// Copyright (C) 2026 Fred Clausen
// Use of this source code is governed by an MIT-style
// license that can be found in the LICENSE file or at
// https://opensource.org/licenses/MIT.

use crate::error::DomainError;
use serde::{Deserialize, Serialize};
use std::str::FromStr;
use time::{Date, PrimitiveDateTime, Time, Weekday};

/// The role of a club member.
///
/// Reservation types list the roles allowed to book them.
#[derive(Debug, Clone, Copy, PartialEq, Eq, Hash, Serialize, Deserialize)]
pub enum Role {
    /// Club administration. Exempt from the past-date rule.
    Admin,
    /// Coaching staff.
    Trainer,
    /// Regular registered member.
    Registered,
    /// Guest account.
    Guest,
}

impl Role {
    /// Converts this role to its string representation.
    #[must_use]
    pub const fn as_str(&self) -> &'static str {
        match self {
            Self::Admin => "Admin",
            Self::Trainer => "Trainer",
            Self::Registered => "Registered",
            Self::Guest => "Guest",
        }
    }
}

impl FromStr for Role {
    type Err = DomainError;

    fn from_str(s: &str) -> Result<Self, Self::Err> {
        match s.to_ascii_lowercase().as_str() {
            "admin" => Ok(Self::Admin),
            "trainer" => Ok(Self::Trainer),
            "registered" => Ok(Self::Registered),
            "guest" => Ok(Self::Guest),
            _ => Err(DomainError::InvalidRole(s.to_string())),
        }
    }
}

impl std::fmt::Display for Role {
    fn fmt(&self, f: &mut std::fmt::Formatter<'_>) -> std::fmt::Result {
        write!(f, "{}", self.as_str())
    }
}

/// Activation state of a member account.
///
/// Only `Active` members may book.
#[derive(Debug, Clone, Copy, PartialEq, Eq, Hash, Serialize, Deserialize)]
pub enum MemberStatus {
    /// Account created, e-mail not yet confirmed.
    Created,
    /// E-mail confirmed, awaiting activation.
    Verified,
    /// Fully active.
    Active,
    /// Temporarily locked by an administrator.
    Locked,
    /// Removed from the club.
    Removed,
}

impl MemberStatus {
    /// Converts this status to its string representation.
    #[must_use]
    pub const fn as_str(&self) -> &'static str {
        match self {
            Self::Created => "Created",
            Self::Verified => "Verified",
            Self::Active => "Active",
            Self::Locked => "Locked",
            Self::Removed => "Removed",
        }
    }
}

impl FromStr for MemberStatus {
    type Err = DomainError;

    fn from_str(s: &str) -> Result<Self, Self::Err> {
        match s.to_ascii_lowercase().as_str() {
            "created" => Ok(Self::Created),
            "verified" => Ok(Self::Verified),
            "active" => Ok(Self::Active),
            "locked" => Ok(Self::Locked),
            "removed" => Ok(Self::Removed),
            _ => Err(DomainError::InvalidMemberStatus(s.to_string())),
        }
    }
}

impl std::fmt::Display for MemberStatus {
    fn fmt(&self, f: &mut std::fmt::Formatter<'_>) -> std::fmt::Result {
        write!(f, "{}", self.as_str())
    }
}

/// The member requesting a booking, as supplied by the identity provider.
#[derive(Debug, Clone, PartialEq, Eq)]
pub struct Member {
    /// Stable member identifier.
    pub id: String,
    /// Name shown in audit records.
    pub display_name: String,
    /// The member's role.
    pub role: Role,
    /// The member's activation state.
    pub status: MemberStatus,
}

impl Member {
    /// Creates a new member record.
    ///
    /// # Arguments
    ///
    /// * `id` - Stable member identifier
    /// * `display_name` - Name shown in audit records
    /// * `role` - The member's role
    /// * `status` - The member's activation state
    #[must_use]
    pub const fn new(id: String, display_name: String, role: Role, status: MemberStatus) -> Self {
        Self {
            id,
            display_name,
            role,
            status,
        }
    }

    /// Returns whether the member may act at all.
    #[must_use]
    pub const fn is_active(&self) -> bool {
        matches!(self.status, MemberStatus::Active)
    }

    /// Returns whether the member is an administrator.
    #[must_use]
    pub const fn is_admin(&self) -> bool {
        matches!(self.role, Role::Admin)
    }
}

/// A court occupation: either a candidate under validation or a stored booking.
///
/// `date` and `start` are optional because candidates are built from raw
/// request input; a missing value is reported as a field error rather than
/// rejected at construction.
#[derive(Debug, Clone, PartialEq, Eq)]
pub struct Occupation {
    /// Persisted identifier. `None` for a candidate that has not been stored.
    pub id: Option<i64>,
    /// The installation this occupation belongs to.
    pub installation_id: i64,
    /// First (1-based) court covered.
    pub court: i32,
    /// Last court covered for multi-court bookings.
    pub last_court: Option<i32>,
    /// Calendar date of the booking.
    pub date: Option<Date>,
    /// Wall-clock start time.
    pub start: Option<Time>,
    /// Length in multiples of the installation's duration unit.
    pub duration_units: i32,
    /// Free-text description.
    pub text: String,
    /// Reservation type reference.
    pub type_id: i64,
}

impl Occupation {
    /// Creates a single-court candidate occupation without an identifier.
    #[must_use]
    pub const fn new(
        installation_id: i64,
        court: i32,
        date: Option<Date>,
        start: Option<Time>,
        duration_units: i32,
        text: String,
        type_id: i64,
    ) -> Self {
        Self {
            id: None,
            installation_id,
            court,
            last_court: None,
            date,
            start,
            duration_units,
            text,
            type_id,
        }
    }

    /// Returns a copy carrying the given persisted identifier.
    #[must_use]
    pub fn with_id(mut self, id: i64) -> Self {
        self.id = Some(id);
        self
    }

    /// Returns a copy spanning courts `court..=last_court`.
    #[must_use]
    pub fn spanning_to(mut self, last_court: i32) -> Self {
        self.last_court = Some(last_court);
        self
    }

    /// The highest court covered. Equals `court` for single-court bookings.
    #[must_use]
    pub fn last_court_or_court(&self) -> i32 {
        self.last_court.unwrap_or(self.court)
    }

    /// The combined wall-clock start, if both date and start are present.
    #[must_use]
    pub fn starts_at(&self) -> Option<PrimitiveDateTime> {
        match (self.date, self.start) {
            (Some(date), Some(start)) => Some(PrimitiveDateTime::new(date, start)),
            _ => None,
        }
    }
}

/// Parses an English weekday name (case-insensitive, full or three-letter).
///
/// # Errors
///
/// Returns `DomainError::InvalidWeekday` if the name is not recognized.
pub fn parse_weekday(name: &str) -> Result<Weekday, DomainError> {
    match name.trim().to_ascii_lowercase().as_str() {
        "monday" | "mon" => Ok(Weekday::Monday),
        "tuesday" | "tue" => Ok(Weekday::Tuesday),
        "wednesday" | "wed" => Ok(Weekday::Wednesday),
        "thursday" | "thu" => Ok(Weekday::Thursday),
        "friday" | "fri" => Ok(Weekday::Friday),
        "saturday" | "sat" => Ok(Weekday::Saturday),
        "sunday" | "sun" => Ok(Weekday::Sunday),
        _ => Err(DomainError::InvalidWeekday(name.to_string())),
    }
}

/// Returns the English name of a weekday.
#[must_use]
pub const fn weekday_name(day: Weekday) -> &'static str {
    match day {
        Weekday::Monday => "Monday",
        Weekday::Tuesday => "Tuesday",
        Weekday::Wednesday => "Wednesday",
        Weekday::Thursday => "Thursday",
        Weekday::Friday => "Friday",
        Weekday::Saturday => "Saturday",
        Weekday::Sunday => "Sunday",
    }
}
------------------------
» What you are asked to do: Determine how many lines above hold the word "bookings", then give only that number.

» Response box: 2